On my most recent visit to Rosemary's Greenpoint Tavern, my screen was black and my wrist was bare, so I asked the fellow seated next to me for the time. Thirty minutes later, Jeff Maze was relating to me the painter's plight in an increasingly gentrified New York. He used to live around the corner from Rosemary's, which is on Bedford Ave. in Williamsburg, but he couldn't afford the rent and he (and many of his artist friends) call Bushwick their new home. He was back that night to visit "the only original left in the whole neighborhood."
Jeff Maze is right. A walk through Rosemary's is like a ride in Doc Brown's DeLorean – hipsters, boutiques, and Smiths t-shirts turn into blue collars, Beer Nuts, and mustaches - serious mustaches. It's not exactly time travel, but it's traveling, alright. The proprietor, herself, hardly ever shows her face and I've never spoken with her, but she has a couple of replicas – older, diminutive Polish women with Jayne Mansfield locks – that enforce the rules (one being that no games can be played, including chess, because Rosemary says so) and pour the beer (into gigantic Styrofoam cups).

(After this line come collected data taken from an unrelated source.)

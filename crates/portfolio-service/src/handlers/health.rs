//! Health check handlers.
//!
//! - `/health`: Liveness probe - returns OK if the process is running
//! - `/ready`: Readiness probe - checks that the Access key set is reachable

use crate::routes::AppState;
use axum::extract::State;
use axum::http::StatusCode;
use axum::response::IntoResponse;
use axum::Json;
use chrono::Utc;
use serde::Serialize;
use std::sync::Arc;

/// Readiness probe response body.
#[derive(Debug, Clone, Serialize)]
pub struct ReadinessResponse {
    pub status: &'static str,
    pub access_keys: &'static str,
}

/// Liveness probe handler.
///
/// Does NOT check any dependencies.
pub async fn health_check() -> &'static str {
    "OK"
}

/// Readiness probe handler.
///
/// Returns 200 when a key set is cached or can be fetched, 503 otherwise.
/// Private routes reject every request while the key set is unreachable.
#[tracing::instrument(skip_all, name = "portfolio.health.readiness")]
pub async fn readiness_check(State(state): State<Arc<AppState>>) -> impl IntoResponse {
    match state.verifier.jwks().keys(Utc::now()).await {
        Ok(_) => (
            StatusCode::OK,
            Json(ReadinessResponse {
                status: "ready",
                access_keys: "healthy",
            }),
        ),
        Err(e) => {
            tracing::warn!(target: "portfolio.health", error = %e, "Readiness check failed: access keys unavailable");
            (
                StatusCode::SERVICE_UNAVAILABLE,
                Json(ReadinessResponse {
                    status: "not_ready",
                    access_keys: "unhealthy",
                }),
            )
        }
    }
}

One can only assume that Rosemary's main duty is decorating. And, boy, does she ever. As the seasons change, so do the holidays, and so do the gaudy, overwrought, and downright kickass lights, plastic figures, and paper hangy thingies. It feels like your grandmother's attic exploded in this place…and there's beer, too!
And some of the people might as well be in your grandmother's bridge club.

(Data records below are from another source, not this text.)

//! Session view over verified claims.

use crate::auth::claims::Claims;
use chrono::{DateTime, Utc};
use serde::Serialize;
use std::fmt;

/// Authenticated visitor derived from a verified access assertion.
#[derive(Clone, PartialEq, Eq, Serialize)]
pub struct Session {
    /// Email the visitor authenticated with.
    pub email: String,

    /// Avatar URL, when the identity provider supplies one.
    #[serde(skip_serializing_if = "Option::is_none")]
    pub picture: Option<String>,

    /// When the assertion was issued.
    pub issued_at: DateTime<Utc>,

    /// When the assertion stops being accepted.
    pub expires_at: DateTime<Utc>,
}

impl Session {
    /// Build a session from verified claims.
    ///
    /// Returns `None` when the claims carry no email (service tokens), no
    /// `iat`, or a timestamp outside chrono's representable range.
    pub fn from_claims(claims: &Claims) -> Option<Self> {
        let email = claims.email.clone()?;
        let issued_at = DateTime::from_timestamp(claims.iat?, 0)?;
        let expires_at = DateTime::from_timestamp(claims.exp, 0)?;

        Some(Self {
            email,
            picture: claims.picture.clone(),
            issued_at,
            expires_at,
        })
    }
}

impl fmt::Debug for Session {
    fn fmt(&self, f: &mut fmt::Formatter<'_>) -> fmt::Result {
        f.debug_struct("Session")
            .field("email", &"[REDACTED]")
            .field("picture", &self.picture)
            .field("issued_at", &self.issued_at)
            .field("expires_at", &self.expires_at)
            .finish()
    }
}
//! Handlers behind the Access middleware.

use crate::auth::{Claims, Session};
use crate::errors::ServiceError;
use crate::routes::AppState;
use axum::{
    extract::State,
    http::header,
    response::{IntoResponse, Response},
    Extension, Json,
};
use std::sync::Arc;
use tracing::instrument;

/// Served when no resume file is configured.
pub const RESUME_PLACEHOLDER: &str =
    "Set RESUME_PATH to the location of resume.pdf to serve it from this route.";

/// Handler for GET /private/download/resume
///
/// Streams the configured PDF as an attachment, or a plain-text placeholder
/// when `RESUME_PATH` is unset.
///
/// # Errors
///
/// Returns `ServiceError::ServiceUnavailable` if the configured file cannot
/// be read.
#[instrument(skip_all, name = "portfolio.handlers.resume")]
pub async fn download_resume(State(state): State<Arc<AppState>>) -> Result<Response, ServiceError> {
    let Some(path) = state.config.resume_path.as_ref() else {
        tracing::debug!(target: "portfolio.handlers.resume", "No resume configured, serving placeholder");
        return Ok((
            [(header::CONTENT_TYPE, "text/plain; charset=utf-8")],
            RESUME_PLACEHOLDER,
        )
            .into_response());
    };

    let bytes = tokio::fs::read(path).await.map_err(|e| {
        tracing::error!(
            target: "portfolio.handlers.resume",
            path = %path.display(),
            error = %e,
            "Failed to read resume file"
        );
        ServiceError::ServiceUnavailable("resume file unreadable".to_string())
    })?;

    Ok((
        [
            (header::CONTENT_TYPE, "application/pdf"),
            (header::CONTENT_DISPOSITION, "attachment; filename=\"resume.pdf\""),
            (header::CACHE_CONTROL, "private, no-store"),
        ],
        bytes,
    )
        .into_response())
}

/// Handler for GET /private/session
///
/// Returns the visitor's session derived from the verified claims.
///
/// # Errors
///
/// Returns `ServiceError::Unauthorized` if the assertion carries no email
/// (service tokens).
#[instrument(skip_all, name = "portfolio.handlers.session")]
pub async fn get_session(Extension(claims): Extension<Claims>) -> Result<Json<Session>, ServiceError> {
    let session = Session::from_claims(&claims).ok_or_else(|| {
        tracing::debug!(target: "portfolio.handlers.session", "Verified assertion has no email");
        ServiceError::Unauthorized
    })?;

    Ok(Json(session))
}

The older gent at the corner of the bar who puts the coaster that reads "Out for a smoke" on his empty beer and steps outside. (The bartender always gives him a refill, sometimes takes a few bills from his standard pile, sometimes not.)
John, the troubled Vietnam Vet, who's losing his hair from stress and losing it for Kansas when they're on the jukebox. (In retrospect, it was a bad idea to wave my hands wildly in front of his face; he told me he wouldn't think twice about stabbing me. He did give his sunglasses to my pal, though.)
And, Jeff, who was back in the only place he felt comfortable with in Williamsburg. And why not? Like a drunken, dysfunctional family Christmas (or Halloween, Fourth of July, or St. Patrick's Day), this is a place that calls you back. The first time I went to Rosemary's, it wreaked of paint that had been recently applied to the pipes. The pipes heated up and my head was light before my first sip of Budweiser. I wonder if Rosemary asked Jeff to do it.